Dataset entries
================

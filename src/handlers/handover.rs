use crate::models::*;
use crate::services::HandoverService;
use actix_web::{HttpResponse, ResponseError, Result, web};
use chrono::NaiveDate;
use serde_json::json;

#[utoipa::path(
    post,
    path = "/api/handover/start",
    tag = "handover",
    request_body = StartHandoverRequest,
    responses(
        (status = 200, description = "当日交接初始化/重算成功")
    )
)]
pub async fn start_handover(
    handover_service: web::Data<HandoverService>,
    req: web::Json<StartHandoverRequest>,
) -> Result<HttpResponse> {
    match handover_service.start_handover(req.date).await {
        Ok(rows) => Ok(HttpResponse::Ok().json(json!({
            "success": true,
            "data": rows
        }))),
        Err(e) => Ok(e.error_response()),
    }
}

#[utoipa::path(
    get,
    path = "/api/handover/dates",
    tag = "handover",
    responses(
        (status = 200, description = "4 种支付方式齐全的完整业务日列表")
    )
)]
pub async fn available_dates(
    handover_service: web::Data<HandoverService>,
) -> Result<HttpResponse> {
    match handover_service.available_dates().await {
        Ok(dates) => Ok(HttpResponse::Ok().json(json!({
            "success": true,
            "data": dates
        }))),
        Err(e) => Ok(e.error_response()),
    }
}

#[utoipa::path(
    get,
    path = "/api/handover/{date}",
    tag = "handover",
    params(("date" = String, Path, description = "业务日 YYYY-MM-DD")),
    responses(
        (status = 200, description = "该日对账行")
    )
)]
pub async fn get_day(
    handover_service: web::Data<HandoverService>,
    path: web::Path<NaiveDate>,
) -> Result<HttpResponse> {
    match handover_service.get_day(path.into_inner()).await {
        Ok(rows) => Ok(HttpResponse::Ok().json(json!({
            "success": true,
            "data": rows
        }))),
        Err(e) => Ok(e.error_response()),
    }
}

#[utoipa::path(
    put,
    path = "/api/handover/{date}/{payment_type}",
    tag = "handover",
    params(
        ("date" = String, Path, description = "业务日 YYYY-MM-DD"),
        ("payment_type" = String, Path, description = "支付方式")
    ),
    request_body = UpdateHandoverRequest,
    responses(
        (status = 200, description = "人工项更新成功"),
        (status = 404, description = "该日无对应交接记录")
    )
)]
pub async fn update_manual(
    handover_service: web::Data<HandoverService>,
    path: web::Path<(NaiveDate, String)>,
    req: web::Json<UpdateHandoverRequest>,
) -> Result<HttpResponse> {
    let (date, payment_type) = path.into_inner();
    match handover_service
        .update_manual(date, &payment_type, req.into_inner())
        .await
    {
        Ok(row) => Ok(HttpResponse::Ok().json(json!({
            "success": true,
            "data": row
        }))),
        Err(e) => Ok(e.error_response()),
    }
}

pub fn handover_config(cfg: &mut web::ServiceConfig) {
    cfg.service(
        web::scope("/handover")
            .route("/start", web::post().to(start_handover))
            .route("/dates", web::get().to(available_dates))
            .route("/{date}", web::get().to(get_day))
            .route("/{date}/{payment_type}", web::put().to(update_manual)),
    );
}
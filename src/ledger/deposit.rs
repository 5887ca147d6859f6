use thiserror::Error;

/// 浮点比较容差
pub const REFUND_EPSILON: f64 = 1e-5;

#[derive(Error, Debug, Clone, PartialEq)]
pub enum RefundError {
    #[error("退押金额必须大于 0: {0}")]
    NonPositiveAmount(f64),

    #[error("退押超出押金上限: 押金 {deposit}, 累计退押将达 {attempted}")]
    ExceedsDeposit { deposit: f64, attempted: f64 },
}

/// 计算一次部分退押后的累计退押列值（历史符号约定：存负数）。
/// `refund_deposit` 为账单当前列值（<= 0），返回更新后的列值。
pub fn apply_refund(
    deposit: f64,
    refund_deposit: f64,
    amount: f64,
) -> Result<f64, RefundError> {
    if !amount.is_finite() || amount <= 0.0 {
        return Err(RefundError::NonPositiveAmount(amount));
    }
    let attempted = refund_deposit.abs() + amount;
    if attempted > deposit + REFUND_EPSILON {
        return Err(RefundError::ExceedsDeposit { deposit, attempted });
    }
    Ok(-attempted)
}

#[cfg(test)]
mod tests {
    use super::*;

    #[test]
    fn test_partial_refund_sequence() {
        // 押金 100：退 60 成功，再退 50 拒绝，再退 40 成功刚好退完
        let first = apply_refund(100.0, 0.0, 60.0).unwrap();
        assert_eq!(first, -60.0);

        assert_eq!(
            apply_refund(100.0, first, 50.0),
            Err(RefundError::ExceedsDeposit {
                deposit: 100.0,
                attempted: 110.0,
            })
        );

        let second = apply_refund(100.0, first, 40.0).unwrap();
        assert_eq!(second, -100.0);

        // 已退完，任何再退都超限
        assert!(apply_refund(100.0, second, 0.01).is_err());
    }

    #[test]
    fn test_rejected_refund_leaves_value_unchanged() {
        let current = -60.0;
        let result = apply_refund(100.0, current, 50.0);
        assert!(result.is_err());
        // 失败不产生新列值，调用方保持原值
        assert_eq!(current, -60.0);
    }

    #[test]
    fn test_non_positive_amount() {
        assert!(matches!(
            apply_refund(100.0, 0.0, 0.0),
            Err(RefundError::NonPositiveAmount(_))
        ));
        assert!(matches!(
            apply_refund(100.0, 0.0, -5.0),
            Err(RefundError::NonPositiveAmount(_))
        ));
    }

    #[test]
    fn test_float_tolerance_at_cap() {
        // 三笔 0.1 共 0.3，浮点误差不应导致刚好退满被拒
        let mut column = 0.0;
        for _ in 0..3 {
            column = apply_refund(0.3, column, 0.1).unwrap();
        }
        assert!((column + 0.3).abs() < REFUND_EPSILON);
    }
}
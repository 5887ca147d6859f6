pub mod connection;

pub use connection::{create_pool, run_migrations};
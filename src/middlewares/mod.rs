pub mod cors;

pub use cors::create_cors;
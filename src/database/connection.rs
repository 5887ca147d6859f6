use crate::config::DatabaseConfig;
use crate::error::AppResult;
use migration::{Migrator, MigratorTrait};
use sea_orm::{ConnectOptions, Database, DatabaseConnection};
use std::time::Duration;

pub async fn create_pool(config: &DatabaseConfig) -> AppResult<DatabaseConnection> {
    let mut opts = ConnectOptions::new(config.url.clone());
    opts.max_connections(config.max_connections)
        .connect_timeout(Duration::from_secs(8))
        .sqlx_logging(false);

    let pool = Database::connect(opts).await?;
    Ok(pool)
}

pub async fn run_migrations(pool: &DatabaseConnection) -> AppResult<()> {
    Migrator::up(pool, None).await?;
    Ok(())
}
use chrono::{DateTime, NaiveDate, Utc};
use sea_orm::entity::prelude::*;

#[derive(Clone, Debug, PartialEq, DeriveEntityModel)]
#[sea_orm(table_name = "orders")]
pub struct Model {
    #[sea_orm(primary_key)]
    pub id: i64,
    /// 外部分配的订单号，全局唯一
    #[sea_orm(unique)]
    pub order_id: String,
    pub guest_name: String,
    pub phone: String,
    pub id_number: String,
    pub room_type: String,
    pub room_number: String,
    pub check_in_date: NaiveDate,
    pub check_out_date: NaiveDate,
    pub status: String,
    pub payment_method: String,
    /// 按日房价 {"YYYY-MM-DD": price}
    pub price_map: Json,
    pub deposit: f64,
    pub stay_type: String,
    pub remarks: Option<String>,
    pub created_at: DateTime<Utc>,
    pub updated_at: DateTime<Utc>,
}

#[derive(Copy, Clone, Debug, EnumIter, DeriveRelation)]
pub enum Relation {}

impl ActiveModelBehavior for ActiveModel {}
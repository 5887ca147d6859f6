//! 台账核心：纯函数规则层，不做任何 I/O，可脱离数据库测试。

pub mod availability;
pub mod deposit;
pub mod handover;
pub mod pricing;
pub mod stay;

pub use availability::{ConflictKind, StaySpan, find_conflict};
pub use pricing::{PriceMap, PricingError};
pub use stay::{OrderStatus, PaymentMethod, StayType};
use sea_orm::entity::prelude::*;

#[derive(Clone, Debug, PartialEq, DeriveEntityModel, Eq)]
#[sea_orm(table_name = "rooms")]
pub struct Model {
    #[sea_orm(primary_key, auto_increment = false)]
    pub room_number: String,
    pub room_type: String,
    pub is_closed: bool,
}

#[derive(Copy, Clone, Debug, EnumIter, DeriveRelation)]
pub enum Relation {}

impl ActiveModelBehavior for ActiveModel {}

================

* [ASSIGNMENT]: Show the lines where the word "return" appears in the entries.

* [EXERCISE RESPONSE]:
        return Err(RefundError::NonPositiveAmount(amount));
        return Err(RefundError::ExceedsDeposit { deposit, attempted });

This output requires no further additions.